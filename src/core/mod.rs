/// UI-independent plumbing shared by the library and the CLI:
/// - Message bus between the worker thread and the front end
/// - Time source used by every wait
/// - Operator-facing log entries
/// - Last-port persistence
/// - Bench constants (calibration, timings, sweep tuning)
pub mod bus;
pub mod clock;
pub mod logs;
pub mod persistence;
pub mod settings;

// Re-export commonly used types
pub use bus::{Bus, BusHook, CoreToUi, UiToCore};
pub use clock::{Clock, ManualClock, SystemClock};
pub use settings::{Calibration, SweepTuning, Timings};
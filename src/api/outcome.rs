use serde::{Deserialize, Serialize};
use std::collections::BTreeMap;
use strum::{Display, EnumIter, EnumString, IntoStaticStr};

use crate::protocol::telemetry::TelemetryFrame;

/// Verdict of one check.
#[derive(Debug, Clone, PartialEq, Serialize)]
pub struct TestOutcome {
    pub passed: bool,
    pub message: String,
    /// Named measurements backing the verdict
    pub details: BTreeMap<String, f64>,
}

impl TestOutcome {
    pub fn pass(message: impl Into<String>) -> Self {
        Self {
            passed: true,
            message: message.into(),
            details: BTreeMap::new(),
        }
    }

    pub fn fail(message: impl Into<String>) -> Self {
        Self {
            passed: false,
            message: message.into(),
            details: BTreeMap::new(),
        }
    }

    pub fn judged(passed: bool, message: impl Into<String>) -> Self {
        if passed {
            Self::pass(message)
        } else {
            Self::fail(message)
        }
    }

    pub fn with_frame(mut self, frame: &TelemetryFrame) -> Self {
        self.details.extend(frame.details());
        self
    }

    pub fn with_detail(mut self, name: impl Into<String>, value: f64) -> Self {
        self.details.insert(name.into(), value);
        self
    }
}

/// Battery windows the three sweep events must fall in.
pub const LOAD_ALARM_BATTERY: (f64, f64) = (19.0, 21.0);
pub const RAIL_5V_BATTERY: (f64, f64) = (22.9, 23.5);
pub const RAIL_15V_BATTERY: (f64, f64) = (22.5, 22.9);

fn strictly_inside(value: Option<f64>, (low, high): (f64, f64)) -> bool {
    matches!(value, Some(v) if low < v && v < high)
}

/// Result of one duty-cycle sweep.
///
/// Each event pair is written at most once; later detections of the same
/// event are ignored.
#[derive(Debug, Clone, Default, PartialEq, Serialize, Deserialize)]
pub struct SweepOutcome {
    pub duty_at_load_alarm: Option<f64>,
    pub battery_at_load_alarm: Option<f64>,
    pub duty_at_rail_5v_collapse: Option<f64>,
    pub battery_at_rail_5v_collapse: Option<f64>,
    pub duty_at_rail_15v_collapse: Option<f64>,
    pub battery_at_rail_15v_collapse: Option<f64>,
}

impl SweepOutcome {
    /// Returns `false` when the event was already recorded.
    pub fn record_load_alarm(&mut self, duty: f64, battery: f64) -> bool {
        Self::record_once(
            &mut self.duty_at_load_alarm,
            &mut self.battery_at_load_alarm,
            duty,
            battery,
        )
    }

    pub fn record_rail_5v_collapse(&mut self, duty: f64, battery: f64) -> bool {
        Self::record_once(
            &mut self.duty_at_rail_5v_collapse,
            &mut self.battery_at_rail_5v_collapse,
            duty,
            battery,
        )
    }

    pub fn record_rail_15v_collapse(&mut self, duty: f64, battery: f64) -> bool {
        Self::record_once(
            &mut self.duty_at_rail_15v_collapse,
            &mut self.battery_at_rail_15v_collapse,
            duty,
            battery,
        )
    }

    fn record_once(
        duty_slot: &mut Option<f64>,
        battery_slot: &mut Option<f64>,
        duty: f64,
        battery: f64,
    ) -> bool {
        if duty_slot.is_some() {
            return false;
        }
        *duty_slot = Some(duty);
        *battery_slot = Some(battery);
        true
    }

    pub fn has_load_alarm(&self) -> bool {
        self.duty_at_load_alarm.is_some()
    }

    pub fn has_rail_5v_collapse(&self) -> bool {
        self.duty_at_rail_5v_collapse.is_some()
    }

    pub fn has_rail_15v_collapse(&self) -> bool {
        self.duty_at_rail_15v_collapse.is_some()
    }

    /// All three events found with the battery inside its window.
    pub fn is_valid(&self) -> bool {
        strictly_inside(self.battery_at_load_alarm, LOAD_ALARM_BATTERY) && self.rails_valid()
    }

    /// Only the two rail-collapse events, for sweeps without load-alarm
    /// detection.
    pub fn rails_valid(&self) -> bool {
        strictly_inside(self.battery_at_rail_5v_collapse, RAIL_5V_BATTERY)
            && strictly_inside(self.battery_at_rail_15v_collapse, RAIL_15V_BATTERY)
    }
}

/// The session slots, in the order the bench runs them.
#[derive(
    Debug,
    Clone,
    Copy,
    PartialEq,
    Eq,
    PartialOrd,
    Ord,
    Hash,
    Serialize,
    Deserialize,
    Display,
    EnumIter,
    EnumString,
    IntoStaticStr,
)]
#[serde(rename_all = "snake_case")]
#[strum(serialize_all = "snake_case", ascii_case_insensitive)]
pub enum TestField {
    BatteryShort,
    DcdcShort,
    DcdcLoadStepUp,
    BatteryChargeCircuit,
    IsolatedBattery,
    #[serde(rename = "temp_alarm_1")]
    #[strum(serialize = "temp_alarm_1")]
    TempAlarm1,
    #[serde(rename = "temp_alarm_1_return")]
    #[strum(serialize = "temp_alarm_1_return")]
    TempAlarm1Return,
    #[serde(rename = "temp_alarm_2")]
    #[strum(serialize = "temp_alarm_2")]
    TempAlarm2,
    #[serde(rename = "temp_alarm_2_return")]
    #[strum(serialize = "temp_alarm_2_return")]
    TempAlarm2Return,
    Pwm,
    PwmPreheat,
    Inclinometer,
    Adc,
    Rak,
    Rtc,
    SerialNumber,
    Eeprom,
    #[serde(rename = "h_bridge")]
    #[strum(serialize = "h_bridge")]
    HBridge,
}

#[derive(Debug, Clone, Copy, Default, PartialEq, Eq, Serialize, Deserialize, Display)]
#[serde(rename_all = "UPPERCASE")]
#[strum(serialize_all = "UPPERCASE")]
pub enum TestStatus {
    #[default]
    Pending,
    Ok,
    Ng,
}

impl From<bool> for TestStatus {
    fn from(passed: bool) -> Self {
        if passed {
            TestStatus::Ok
        } else {
            TestStatus::Ng
        }
    }
}

/// Per-component verdicts of the grouped firmware self-test.
#[derive(Debug, Clone, PartialEq, Serialize)]
pub struct SelfTestReport {
    pub rak: TestOutcome,
    pub inclinometer: TestOutcome,
    pub adc: TestOutcome,
}

impl SelfTestReport {
    /// Every component failed for the same reason.
    pub fn failed(message: &str) -> Self {
        Self {
            rak: TestOutcome::fail(message),
            inclinometer: TestOutcome::fail(message),
            adc: TestOutcome::fail(message),
        }
    }
}

#[cfg(test)]
mod tests {
    use super::*;
    use std::str::FromStr;
    use strum::IntoEnumIterator;

    #[test]
    fn events_are_recorded_once() {
        let mut sweep = SweepOutcome::default();
        assert!(sweep.record_rail_5v_collapse(64.0, 23.2));
        assert!(!sweep.record_rail_5v_collapse(63.8, 22.0));
        assert_eq!(sweep.duty_at_rail_5v_collapse, Some(64.0));
        assert_eq!(sweep.battery_at_rail_5v_collapse, Some(23.2));
    }

    #[test]
    fn validity_uses_open_intervals() {
        let mut sweep = SweepOutcome::default();
        sweep.record_rail_5v_collapse(64.0, 23.0);
        sweep.record_rail_15v_collapse(62.0, 22.7);
        assert!(sweep.rails_valid());
        assert!(!sweep.is_valid());

        sweep.record_load_alarm(66.0, 20.0);
        assert!(sweep.is_valid());

        let mut edge = sweep.clone();
        edge.battery_at_load_alarm = Some(21.0);
        assert!(!edge.is_valid());

        let mut edge = sweep;
        edge.battery_at_rail_15v_collapse = Some(22.9);
        assert!(!edge.rails_valid());
    }

    #[test]
    fn empty_sweep_is_invalid() {
        let sweep = SweepOutcome::default();
        assert!(!sweep.is_valid());
        assert!(!sweep.rails_valid());
    }

    #[test]
    fn there_are_eighteen_fields() {
        assert_eq!(TestField::iter().count(), 18);
        assert_eq!(TestField::TempAlarm1Return.to_string(), "temp_alarm_1_return");
        assert_eq!(TestField::from_str("h_bridge").unwrap(), TestField::HBridge);
        assert_eq!(TestField::from_str("RAK").unwrap(), TestField::Rak);
        assert!(TestField::from_str("teste_xyz").is_err());
    }

    #[test]
    fn names_agree_between_strum_and_serde() {
        for field in TestField::iter() {
            let json = serde_json::to_string(&field).unwrap();
            assert_eq!(json, format!("\"{field}\""));
        }
    }

    #[test]
    fn status_spelling() {
        assert_eq!(serde_json::to_string(&TestStatus::Ng).unwrap(), "\"NG\"");
        assert_eq!(TestStatus::Pending.to_string(), "PENDING");
        assert_eq!(TestStatus::from(true), TestStatus::Ok);
    }
}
----
What the exercise asks. Search the preceding listing for "TestOutcome" and extract every line where it is found.

Output of the task.
pub struct TestOutcome {
impl TestOutcome {
    pub rak: TestOutcome,
    pub inclinometer: TestOutcome,
    pub adc: TestOutcome,
            rak: TestOutcome::fail(message),
            inclinometer: TestOutcome::fail(message),
            adc: TestOutcome::fail(message),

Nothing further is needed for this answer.